'Ndrangheta, parla ancora Mantella: "Mi sono pentito perché ho capito gli errori che ho fatto"
«Se sono degno di essere definito collaboratore di giustizia lo decideranno gli onorevoli giudici. Io mi sono pentito perché ho capito gli errori che ho fatto». Lo ha detto Andrea Mantella, testimone chiave del processo di 'ndrangheta Scott-Rinascita (celebrato a Catanzaro) aprendo il suo interrogatorio al processo "Fenice-Carminius" ripreso oggi a Torino, dove è stato chiamato a rispondere a domande sull'attività del clan Bonavota a Carmagnola (Torino). "Mandai dei killer a Torino - ha detto ricostruendo un episodio di alcuni anni fa - per uccidere Antonino Defina, che dava fastidio ai Bonavota (e ai loro parenti della famiglia Arona, operativi a Carmagnola - ndr) nell’edilizia e si stava facendo un gruppo autonomo. L’omicidio non ebbe luogo perché gli esecutori furono fermati e controllati da una pattuglia delle forze dell’ordine. In Calabria uccidemmo il suo braccio destro, Domenico Di Leo: lo massacrammo a colpi di kalashnikov sotto casa sua. Io però rimasi in auto: spararono due miei discepoli che volevano imparare il mestiere. Ma Defina era più intelligente di lui. Mi sfuggì parecchie volte dalle mani".

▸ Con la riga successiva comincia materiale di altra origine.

//! Unified error types for the door-light firmware.
//!
//! A single `Error` enum that every subsystem converts into, so startup in
//! `main` can propagate with `?` and abort before serving.  Runtime
//! conditions (irrelevant notifications, unknown doors, failed pin writes)
//! never reach this type; they are handled where they occur.

use core::fmt;

use crate::pins::LineId;

// ---------------------------------------------------------------------------
// Top-level firmware error
// ---------------------------------------------------------------------------

#[derive(Debug, Clone, PartialEq, Eq)]
pub enum Error {
    /// The door table is invalid.
    Config(ConfigError),
    /// An output line could not be claimed or driven.
    Hardware(HardwareError),
    /// WiFi or MQTT bring-up failed.
    Comms(CommsError),
}

impl fmt::Display for Error {
    fn fmt(&self, f: &mut fmt::Formatter<'_>) -> fmt::Result {
        match self {
            Self::Config(e) => write!(f, "config: {e}"),
            Self::Hardware(e) => write!(f, "hardware: {e}"),
            Self::Comms(e) => write!(f, "comms: {e}"),
        }
    }
}

impl std::error::Error for Error {}

// ---------------------------------------------------------------------------
// Configuration errors
// ---------------------------------------------------------------------------

#[derive(Debug, Clone, Copy, PartialEq, Eq)]
pub enum ConfigError {
    /// Two doors share one output line.
    DuplicateLine(LineId),
    /// Two doors share one sensor id.
    DuplicateId(u64),
    /// No fallback row for unrecognised sensor ids.
    MissingFallback,
    /// More than one fallback row.
    MultipleFallbacks,
}

impl fmt::Display for ConfigError {
    fn fmt(&self, f: &mut fmt::Formatter<'_>) -> fmt::Result {
        match self {
            Self::DuplicateLine(line) => write!(f, "{line} assigned to more than one door"),
            Self::DuplicateId(id) => write!(f, "sensor id {id} registered twice"),
            Self::MissingFallback => write!(f, "no fallback door for unknown sensor ids"),
            Self::MultipleFallbacks => write!(f, "more than one fallback door"),
        }
    }
}

impl std::error::Error for ConfigError {}

impl From<ConfigError> for Error {
    fn from(e: ConfigError) -> Self {
        Self::Config(e)
    }
}

// ---------------------------------------------------------------------------
// Hardware errors
// ---------------------------------------------------------------------------

#[derive(Debug, Clone, Copy, PartialEq, Eq)]
pub enum HardwareError {
    /// GPIO could not be configured as a push-pull output.
    LineConfigFailed(LineId),
    /// Setting the output level failed.
    LineWriteFailed(LineId),
}

impl fmt::Display for HardwareError {
    fn fmt(&self, f: &mut fmt::Formatter<'_>) -> fmt::Result {
        match self {
            Self::LineConfigFailed(line) => write!(f, "{line} output config failed"),
            Self::LineWriteFailed(line) => write!(f, "{line} write failed"),
        }
    }
}

impl std::error::Error for HardwareError {}

impl From<HardwareError> for Error {
    fn from(e: HardwareError) -> Self {
        Self::Hardware(e)
    }
}

// ---------------------------------------------------------------------------
// Communications errors
// ---------------------------------------------------------------------------

#[derive(Debug, Clone, Copy, PartialEq, Eq)]
pub enum CommsError {
    InvalidSsid,
    InvalidPassword,
    WifiConnectFailed,
    MqttConnectFailed,
    SubscribeFailed,
}

impl fmt::Display for CommsError {
    fn fmt(&self, f: &mut fmt::Formatter<'_>) -> fmt::Result {
        match self {
            Self::InvalidSsid => write!(f, "SSID invalid (must be 1-32 printable ASCII bytes)"),
            Self::InvalidPassword => {
                write!(f, "password invalid (must be 8-64 bytes for WPA2, or empty for open)")
            }
            Self::WifiConnectFailed => write!(f, "WiFi connect failed"),
            Self::MqttConnectFailed => write!(f, "MQTT connect failed"),
            Self::SubscribeFailed => write!(f, "MQTT subscribe failed"),
        }
    }
}

impl std::error::Error for CommsError {}

impl From<CommsError> for Error {
    fn from(e: CommsError) -> Self {
        Self::Comms(e)
    }
}

// ---------------------------------------------------------------------------
// Convenience Result alias
// ---------------------------------------------------------------------------

/// Firmware-wide `Result` alias.
pub type Result<T> = core::result::Result<T, Error>;
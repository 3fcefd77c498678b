//! Door-lights firmware library.
//!
//! Exposes the pure-logic modules for integration testing and host
//! simulation.  All ESP-IDF-specific code is guarded by
//! `#[cfg(target_os = "espidf")]` within each module.

#![deny(unused_must_use)]

pub mod adapters;
pub mod app;
pub mod config;
pub mod drivers;
pub mod error;
pub mod indicator;
pub mod notification;
pub mod pins;
pub mod refresh;
pub mod registry;
pub mod show;
pub mod timing;
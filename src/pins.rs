//! GPIO assignments and the door table for the indicator board.
//!
//! Single source of truth: every driver references this module rather than
//! hard-coding pin numbers.  Change a pin here and it propagates everywhere.

use core::fmt;

use crate::registry::{EntityId, MonitoredEntity};

/// A digital output line, identified by its GPIO number.
#[derive(Debug, Clone, Copy, PartialEq, Eq, PartialOrd, Ord, Hash)]
pub struct LineId(u8);

impl LineId {
    pub const fn new(gpio: u8) -> Self {
        Self(gpio)
    }

    pub const fn gpio(self) -> u8 {
        self.0
    }
}

impl fmt::Display for LineId {
    fn fmt(&self, f: &mut fmt::Formatter<'_>) -> fmt::Result {
        write!(f, "GPIO{}", self.0)
    }
}

// ---------------------------------------------------------------------------
// Indicator LEDs (active HIGH, series resistor to GND)
// ---------------------------------------------------------------------------

pub const GARAGE_DOOR_LED: LineId = LineId::new(18);
pub const FRONT_DOOR_LED: LineId = LineId::new(17);
pub const BACK_DOOR_LED: LineId = LineId::new(21);
/// Lit for reports from sensors that are not in the table.
pub const UNKNOWN_DOOR_LED: LineId = LineId::new(14);

// ---------------------------------------------------------------------------
// Door table
// ---------------------------------------------------------------------------

/// Every monitored door, keyed by the rtl_433 sensor id.
pub const DOORS: [MonitoredEntity; 4] = [
    MonitoredEntity::new(EntityId::Known(2_651_912), "Garage Door", GARAGE_DOOR_LED),
    MonitoredEntity::new(EntityId::Known(2_898_343), "Front Door", FRONT_DOOR_LED),
    MonitoredEntity::new(EntityId::Known(2_959_527), "Back Door", BACK_DOOR_LED),
    MonitoredEntity::new(EntityId::Fallback, "Unknown", UNKNOWN_DOOR_LED),
];
//! Outbound application events.
//!
//! The [`ShowController`](crate::show::ShowController) emits these through
//! the [`EventSink`](super::ports::EventSink) port.  Adapters on the other
//! side decide what to do with them.  Purely informational: nothing in the
//! core waits on or reacts to an emitted event.

use crate::indicator::IndicatorState;
use crate::notification::DoorReport;
use crate::pins::LineId;

#[derive(Debug, Clone, PartialEq, Eq)]
pub enum ShowEvent {
    /// A closed-state report was applied.
    DoorReported {
        name: &'static str,
        /// The report as parsed, before fallback resolution.
        report: DoorReport,
        line: LineId,
        state: IndicatorState,
    },

    /// Every line has been driven low for shutdown.
    Released,
}
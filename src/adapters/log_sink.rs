//! Log-based event sink adapter.
//!
//! Implements [`EventSink`] by writing show events to the logger (UART /
//! USB-CDC on ESP32, stderr on the host).

use log::info;

use crate::app::events::ShowEvent;
use crate::app::ports::EventSink;

/// Adapter that logs every [`ShowEvent`].
#[derive(Debug, Default, Clone, Copy)]
pub struct LogEventSink;

impl LogEventSink {
    pub fn new() -> Self {
        Self
    }
}

impl EventSink for LogEventSink {
    fn emit(&mut self, event: &ShowEvent) {
        match event {
            ShowEvent::DoorReported {
                name,
                report,
                line,
                state,
            } => {
                let id = report
                    .entity_id
                    .map_or_else(|| "?".to_owned(), |id| id.to_string());
                info!(
                    "DOOR | {} (id={}) is {} | {} -> {:?}",
                    name,
                    id,
                    report.label(),
                    line,
                    state,
                );
            }
            ShowEvent::Released => {
                info!("SHOW | all lines released");
            }
        }
    }
}
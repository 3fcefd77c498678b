//! rtl_433 door-sensor reports carried over MQTT.
//!
//! rtl_433 publishes one topic per decoded field, e.g.
//! `rtl_433/host/devices/Generic-Remote/2898343/closed` with payload `0`
//! or `1`.  Only the `closed` field matters here; everything else on the
//! shared feed is ignored.

/// Subscription filter covering everything rtl_433 publishes.
pub const TOPIC_FILTER: &str = "rtl_433/#";

/// Last topic segment of a closed-state report.
pub const CLOSED_SUFFIX: &str = "/closed";

/// Payload meaning "not closed".
const OPEN_PAYLOAD: &[u8] = b"0";

/// Raw message as delivered by the MQTT client.
#[derive(Debug, Clone, Copy, PartialEq, Eq)]
pub struct Notification<'a> {
    pub topic: &'a str,
    pub payload: &'a [u8],
}

impl<'a> Notification<'a> {
    pub fn new(topic: &'a str, payload: &'a [u8]) -> Self {
        Self { topic, payload }
    }
}

/// A parsed closed-state report.
#[derive(Debug, Clone, Copy, PartialEq, Eq)]
pub struct DoorReport {
    /// Sensor id from the topic; `None` if missing or not a number.
    pub entity_id: Option<u64>,
    pub is_open: bool,
}

impl DoorReport {
    pub fn label(&self) -> &'static str {
        if self.is_open { "open" } else { "closed" }
    }
}

/// Extract a [`DoorReport`], or `None` for unrelated traffic.
pub fn parse_report(n: &Notification<'_>) -> Option<DoorReport> {
    let head = n.topic.strip_suffix(CLOSED_SUFFIX)?;
    let entity_id = head.rsplit('/').next().and_then(|seg| seg.parse().ok());
    Some(DoorReport {
        entity_id,
        is_open: n.payload == OPEN_PAYLOAD,
    })
}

"La guerra è finita con la vittoria dei Bonavota"
«La guerra è finita con la vittoria dei Bonavota. Hanno vinto sul campo. Non c'è trippa per gatti». Lo ha detto il pentito Andrea Mantella, uno dei testi chiave del maxi processo Rinascita-Scott, in corso a Catanzaro, ascoltato oggi a Torino nell’ambito di un altro processo di 'ndrangheta, chiamato Fenice-Carminius, celebrato dal tribunale di Asti. Mantella ha raccontato di essere «nato» nel clan Lo Bianco "da ragazzino», e poi di avere formato un proprio «gruppo militare autonomo» che si alleò con altre cosche, tra cui i Bonavota, in opposizione ai Mancuso. Nella guerra che ne seguì "i Lo Bianco furono quasi cancellati, i Mancuso furono messi in difficoltà». Il collaboratore, che si è attribuito «tanti omicidi», ha parlato di una "black list" di persone da uccidere. In due casi, però, non si fece nulla. Il primo fu quello di Rosario Petrolo, "che era all’ergastolo per la cosiddetta Strage dell’Epifania del 1991, diretta contro i Bonavota, dove morirono persone innocenti. Sapendo che forse gli stavano per dare un permesso premio, vennero da me e mi dissero 'compare Andrea, due polli in un pollaio non ci possono stare: se esce devi ucciderlo». Il secondo riguardava un boss «ma intervenne la «ndrangheta madre, dopo la loro mediazione, non intervenimmo».